Combining these caveats and concerns, there is a need and indeed desires (as experienced in the US context), for the creation of regenerative and socially just bioeconomies worldwide that not only reduce environmental ‘bad’ but also create environmental ‘good’ (e.g. through carbon sequestration) and are enacted in a socially sound and inclusive manner (Devaney and Iles, 2018). Such an ideal sustainable future will require a robust governance system to guide it, one that ensures that all voices are heard, marginalised actors are included and environmental checks and balances are in place to truly achieve sustained, inclusive and sustainable economic growth (in keeping with the eight SDG). This is a fundamental research interest of mine, and as a geographer, with particular consideration as to how these governing relationships are, and should be, formed, organised and perform across scales from local to global. How and where stakeholders are embedded and invest in the bioeconomy is important to develop shared bioeconomy visions and commonly agreed bioeconomy principles to guide this economic transition. Considering ‘good’ governance in the bioeconomy has been a cornerstone of my work and policy influence, developing frameworks and conditions for sustainable bioeconomy development that have subsequently guided both national and international bioeconomy policy development (for example, the Irish Government’s National Policy Statement on the Bioeconomy (Department of the Taoiseach, 2018) and the German Bioeconomy Council’s analysis of bioeconomy trends and progress worldwide (GBC, 2018)).

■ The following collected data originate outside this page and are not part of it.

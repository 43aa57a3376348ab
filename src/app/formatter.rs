use crate::app::detect::decode_dropping_invalid;
use std::fs;
use std::io::{self, Write};
use std::path::Path;

pub struct OutputGenerator;

impl OutputGenerator {
    /// Header line for one entry: `# <relative/path>`.
    pub fn header(relative_path: &str) -> String {
        format!("# {}\n", relative_path)
    }

    /// Reads `path` and writes a complete entry (header, content, blank line).
    ///
    /// The content is read before anything is written, so a read failure
    /// leaves `out` untouched.
    pub fn write_entry<W: Write>(out: &mut W, relative_path: &str, path: &Path) -> io::Result<()> {
        let bytes = fs::read(path)?;
        let content = decode_dropping_invalid(&bytes);

        out.write_all(Self::header(relative_path).as_bytes())?;
        out.write_all(content.as_bytes())?;
        out.write_all(b"\n\n")?;
        Ok(())
    }
}
use std::fs::File;
use std::io::{self, Read};
use std::path::Path;

/// Bytes inspected when deciding whether a file holds text.
pub const SNIFF_LEN: u64 = 1024;

/// Decode-attempt heuristic: a file is text when its first `SNIFF_LEN` bytes
/// are valid UTF-8. Empty files count as text; unreadable files do not.
pub fn looks_like_text(path: &Path) -> bool {
    match sniff(path) {
        Ok(is_text) => {
            if !is_text {
                log::debug!("Skipping binary file: {}", path.display());
            }
            is_text
        }
        Err(err) => {
            log::warn!("Could not read file {}: {}", path.display(), err);
            false
        }
    }
}

fn sniff(path: &Path) -> io::Result<bool> {
    let file = File::open(path)?;
    let metadata = file.metadata()?;
    if !metadata.is_file() {
        return Err(io::Error::new(io::ErrorKind::InvalidInput, "not a regular file"));
    }
    if metadata.len() == 0 {
        return Ok(true);
    }

    let mut head = Vec::with_capacity(SNIFF_LEN as usize);
    file.take(SNIFF_LEN).read_to_end(&mut head)?;

    Ok(is_utf8_prefix(&head, metadata.len() > SNIFF_LEN))
}

/// True when `bytes` is valid UTF-8. When the file continues past the window,
/// a final code point cut short by it still counts.
fn is_utf8_prefix(bytes: &[u8], truncated: bool) -> bool {
    match std::str::from_utf8(bytes) {
        Ok(_) => true,
        Err(err) => truncated && err.error_len().is_none(),
    }
}

/// Decodes `bytes` as UTF-8, dropping invalid sequences instead of failing.
pub fn decode_dropping_invalid(bytes: &[u8]) -> String {
    let mut out = String::with_capacity(bytes.len());
    for chunk in bytes.utf8_chunks() {
        out.push_str(chunk.valid());
    }
    out
}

​This preoccupation has led me to conduct geographical research across Ireland, Europe, Canada and the US, assessing the development and governance of diverse global bioeconomies and the stakeholder influences, supports and hindrances present across scales. After all, bioeconomy development must be geographically tailored to reflect different resource bases, industrial capacities, markets, governing regimes, histories, priorities and agendas at national and local scales. There is also potential for developing regional bioeconomy clusters to provide support and cohesion to the biobased transition nationally and internationally (Devaney and Iles, 2018).

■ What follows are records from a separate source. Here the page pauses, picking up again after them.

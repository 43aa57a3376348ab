use std::path::PathBuf;
use thiserror::Error;

#[derive(Debug, Error)]
pub enum SummaryError {
    #[error("Failed to open summary file {path}: {source}")]
    OutputOpen {
        path: PathBuf,
        #[source]
        source: std::io::Error,
    },
}
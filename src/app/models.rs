use std::collections::HashSet;
use std::path::{Component, Path, PathBuf};

/// Represents the final configuration after merging presets and CLI args.
#[derive(Debug, Clone)]
pub struct RuntimeConfig {
    pub root: PathBuf,
    pub output: PathBuf,
    pub filter: FilterConfig,
}

/// Resolved filtering rules for one run. Built before the walk, read-only during it.
#[derive(Debug, Clone, Default)]
pub struct FilterConfig {
    pub include_dirs: HashSet<String>,
    pub include_files: HashSet<String>,
    pub include_patterns: Vec<String>,
    pub exclude_dirs: HashSet<String>,
    pub exclude_files: HashSet<String>,
    pub exclude_patterns: Vec<String>,
    pub inclusion_mode_active: bool,
}

impl FilterConfig {
    /// Registers a file that must never end up in the output, e.g. the summary itself.
    pub fn with_excluded_file(mut self, rel_path: &str) -> Self {
        let normalized = normalize_path(rel_path);
        if !normalized.is_empty() {
            self.exclude_files.insert(normalized);
        }
        self
    }
}

/// Why a file was accepted or rejected by the filter.
#[derive(Debug, Clone, Copy, PartialEq, Eq)]
pub enum FileVerdict {
    Included,
    /// Inclusion mode is on and no include rule matched.
    NotIncluded,
    Excluded,
}

/// Tallies for one summary run.
#[derive(Debug, Clone, Copy, Default, PartialEq, Eq)]
pub struct RunCounters {
    pub dirs_pruned: usize,
    pub files_processed: usize,
    pub files_considered: usize, // passed the include rules while inclusion mode was on
    pub skipped_excluded: usize,
    pub skipped_not_included: usize,
    pub skipped_binary: usize,
    pub skipped_errors: usize,
    /// The final flush of the output failed, so buffered entries may be missing.
    pub output_incomplete: bool,
}

impl RunCounters {
    pub fn files_skipped(&self) -> usize {
        self.skipped_excluded + self.skipped_not_included + self.skipped_binary + self.skipped_errors
    }
}

#[derive(Debug, Clone, Copy, PartialEq, Eq)]
pub enum RunState {
    Init,
    Walking,
    Finalizing,
    Done,
    Failed,
}

/// Turns user-supplied path text into the slash-separated, relative form used
/// for exact matching: `./src\lib/` becomes `src/lib`.
pub fn normalize_path(raw: &str) -> String {
    let unified = raw.replace('\\', "/");
    let mut parts: Vec<&str> = Vec::new();
    for component in Path::new(&unified).components() {
        match component {
            Component::Normal(part) => {
                if let Some(part) = part.to_str() {
                    parts.push(part);
                }
            }
            Component::ParentDir => {
                if matches!(parts.last(), Some(last) if *last != "..") {
                    parts.pop();
                } else {
                    parts.push("..");
                }
            }
            Component::CurDir | Component::RootDir | Component::Prefix(_) => {}
        }
    }
    parts.join("/")
}

/// Relative path of `path` under `root` with forward slashes.
pub fn relative_slash_path(path: &Path, root: &Path) -> Option<String> {
    let relative = pathdiff::diff_paths(path, root)?;
    let joined = relative
        .components()
        .map(|c| c.as_os_str().to_string_lossy())
        .collect::<Vec<_>>()
        .join("/");
    Some(joined)
}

Enacted in this way, the bioeconomy can begin to address multiple SDGs including:

  • Goal 2 – End hunger, achieve food security and improved nutrition, and promote sustainable agriculture
  • Goal 7 – Ensure access to affordable, reliable, sustainable and modern energy for all.
  • Goal 8 – Promote sustained, inclusive and sustainable economic growth, full and productive employment and decent work for all
  • Goal 9 – Build resilient infrastructure, promote inclusive and sustainable industrialisation, and foster innovation
  • Goal 10 – Reduce income inequality within and among countries
  • Goal 12 – Ensure sustainable consumption and production patterns
  • Goal 13 – Take urgent action to combat climate change and its impacts
  • Goal 14 – Conserve and sustainably use the oceans, seas and marine resources for sustainable development
  • Goal 15 – Protect, restore and promote sustainable use of terrestrial ecosystems, sustainably manage forests, combat desertification, and halt and reverse land degradation and halt biodiversity loss

Connecting the development of the bioeconomy with the achievement of the SDGs is essential and appropriate at local, national, regional and global scales. The concepts should not be seen as mutually exclusive or in isolation of one another (for example, when developing bioeconomy strategies and SDG implementation plans). The two can go hand-in-hand and indeed act as essential measures of progress for one another. Further research interests include the development of diverse global bioeconomies along these lines and investigating how these contributions can be made in practice. I look forward to continuing my work in this area, grounded in my geographical understanding that while we can kill many SDG birds with one stone, one size certainly does not fit all in this promising arena.”